Beate Klarsfeld est aujourd’hui moins connue du grand public que son mari et son fils. Ce ne fut pas toujours le cas. Cette fille de SS venue en France comme jeune fille au pair à 19 ans, en 1960, consacra sa vie à expier et faire expier à ses concitoyens les turpitudes du régime nazi. Elle connu la célébrité en giflant publiquement, le 7 novembre 1968, le chancelier Kurt Georg Kiesinger, qui avait exercé des fonctions de responsabilité dans l’appareil de propagande nazie en direction de l’étranger.

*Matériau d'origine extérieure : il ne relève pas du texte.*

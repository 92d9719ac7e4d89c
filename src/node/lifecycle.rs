//! gaiad init, start and version

use std::path::PathBuf;

use serde::Deserialize;

use crate::common::config::{Config, TimeoutPatch};
use crate::common::paths::ArtifactPaths;
use crate::common::Result;
use crate::process::{self, FirstChunkClassifier, ProcessHandle, ProcessSpec};

use super::config_patch;

/// JSON printed by `gaiad init`
#[derive(Debug, Clone, Deserialize)]
pub struct InitPayload {
    #[serde(default)]
    pub chain_id: Option<String>,
    #[serde(default)]
    pub node_id: Option<String>,
    pub app_message: AppMessage,
}

/// Genesis account created by `gaiad init --owk`
#[derive(Debug, Clone, Deserialize)]
pub struct AppMessage {
    /// Seed phrase of the account holding the genesis tokens
    pub secret: String,
    #[serde(default)]
    pub addr: Option<String>,
}

/// Drives the daemon binary against one node home
#[derive(Debug, Clone)]
pub struct NodeLifecycle {
    binary: PathBuf,
    paths: ArtifactPaths,
    owner_password: String,
    failure_markers: Vec<String>,
    patch: TimeoutPatch,
}

impl NodeLifecycle {
    pub fn new(config: &Config, paths: ArtifactPaths) -> Self {
        Self {
            binary: Config::resolve_binary(&config.binaries.node),
            paths,
            owner_password: config.accounts.owner_password.clone(),
            failure_markers: config.readiness.failure_markers.clone(),
            patch: config.patch.clone(),
        }
    }

    fn spec(&self) -> ProcessSpec {
        ProcessSpec::new(
            &self.binary,
            FirstChunkClassifier::with_markers(&self.failure_markers),
        )
    }

    /// Create a fresh node home with a genesis owner key
    pub async fn init(&self) -> Result<InitPayload> {
        let spec = self
            .spec()
            .arg("init")
            .arg("--home")
            .path_arg(&self.paths.node_home())
            .args(["--name", "local", "--owk", "--overwrite"])
            .stdin_line(self.owner_password.clone());

        let spawned = process::run(spec).await?;
        let payload: InitPayload = spawned.json()?;
        tracing::info!(chain_id = ?payload.chain_id, "Initialized local node");
        Ok(payload)
    }

    /// Shrink consensus timeouts in the freshly initialized config
    pub fn reduce_timeouts(&self) -> Result<()> {
        config_patch::reduce_timeouts(&self.paths.node_config_file(), &self.patch)
    }

    /// Start the daemon in the background
    ///
    /// Resolves once the first output line is clean. The daemon keeps running;
    /// the returned handle is the only way to stop it before the harness exits.
    pub async fn start(&self) -> Result<ProcessHandle> {
        let spec = self
            .spec()
            .arg("start")
            .arg("--home")
            .path_arg(&self.paths.node_home());

        let spawned = process::run(spec).await?;
        tracing::info!(pid = ?spawned.handle.pid(), "Started local node");
        Ok(spawned.handle)
    }

    /// Record the daemon version next to the network config the GUI copies
    pub async fn save_version(&self) -> Result<PathBuf> {
        let spawned = process::run(self.spec().arg("version")).await?;
        let path = self.paths.version_file();
        if let Some(parent) = path.parent() {
            std::fs::create_dir_all(parent)?;
        }
        std::fs::write(&path, &spawned.output)?;
        tracing::info!(path = %path.display(), version = %spawned.output.trim(), "Saved node version");
        Ok(path)
    }
}

#[cfg(test)]
mod tests {
    use super::*;
    use crate::common::Error;

    #[test]
    fn test_init_payload_parses_genesis_output() {
        let payload: InitPayload = serde_json::from_str(
            r#"{
                "chain_id": "test-chain-Ab12Cd",
                "node_id": "3f9a",
                "app_message": {
                    "secret": "abandon abandon about",
                    "addr": "cosmos1qqq"
                }
            }"#,
        )
        .unwrap();
        assert_eq!(payload.app_message.secret, "abandon abandon about");
        assert_eq!(payload.chain_id.as_deref(), Some("test-chain-Ab12Cd"));
    }

    #[test]
    fn test_init_payload_requires_secret() {
        let result: std::result::Result<InitPayload, _> =
            serde_json::from_str(r#"{"app_message": {}}"#);
        assert!(result.is_err());
    }

    #[test]
    fn test_node_commands_use_configured_markers() {
        let mut config = Config::default();
        config.readiness.failure_markers = vec!["panic".to_string()];
        let node = NodeLifecycle::new(&config, ArtifactPaths::new("/tmp/a"));
        assert_eq!(node.spec().classifier.failure_markers(), ["panic".to_string()]);
    }

    #[cfg(unix)]
    #[tokio::test]
    async fn test_unwritable_version_file_is_io_error() {
        use std::os::unix::fs::PermissionsExt;

        let dir = tempfile::tempdir().unwrap();
        let binary = dir.path().join("gaiad");
        std::fs::write(&binary, "#!/bin/sh\necho 0.33.0\n").unwrap();
        std::fs::set_permissions(&binary, std::fs::Permissions::from_mode(0o755)).unwrap();

        let mut config = Config::default();
        config.binaries.node = binary;
        let paths = ArtifactPaths::new(dir.path().join("artifacts"));
        // a directory where the file should go
        std::fs::create_dir_all(paths.version_file()).unwrap();

        let node = NodeLifecycle::new(&config, paths);
        let err = node.save_version().await.unwrap_err();
        assert!(matches!(err, Error::Io(_)), "{}", err);
    }
}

C’est à elle que Serge Klarsfeld doit son aura de « chasseur de nazis », car sa méconnaissance de l’allemand ne le mettait pas en position de traquer les criminels de guerre reconvertis en notables de la RFA. Jusqu’en 1989, les fiches des Klarsfeld étaient alimentées par les services secrets de la RDA, qui utilisaient le couple comme un auxiliaire dans sa propagande contre une République fédérale coupable, à ses yeux, de recycler les anciens nazis dans les hautes sphères de la politique et de l’administration. Cela explique pourquoi les amis allemands de Jean-Luc Mélenchon, le parti Die Linke, majoritairement composé des héritiers idéologiques des communistes de l’ex-RDA aient accordé leur investiture pour l’élection présidentielle ouest-allemande à une femme vivant à Paris dont la famille est proche de Nicolas Sarkozy, et qui professe des idées sionistes très éloignées des prises de positions anti-israéliennes de Die Linke. Opposer Beate Klarsfeld à Joachim Gauck, qui dirigea pendant dix ans, de 1990 à 2000 l’autorité chargée de gérer les archives de la Stasi, la redoutable police politique est-allemande, était pour Die Linke, un plaisir rare dont il aurait été dommage de se priver.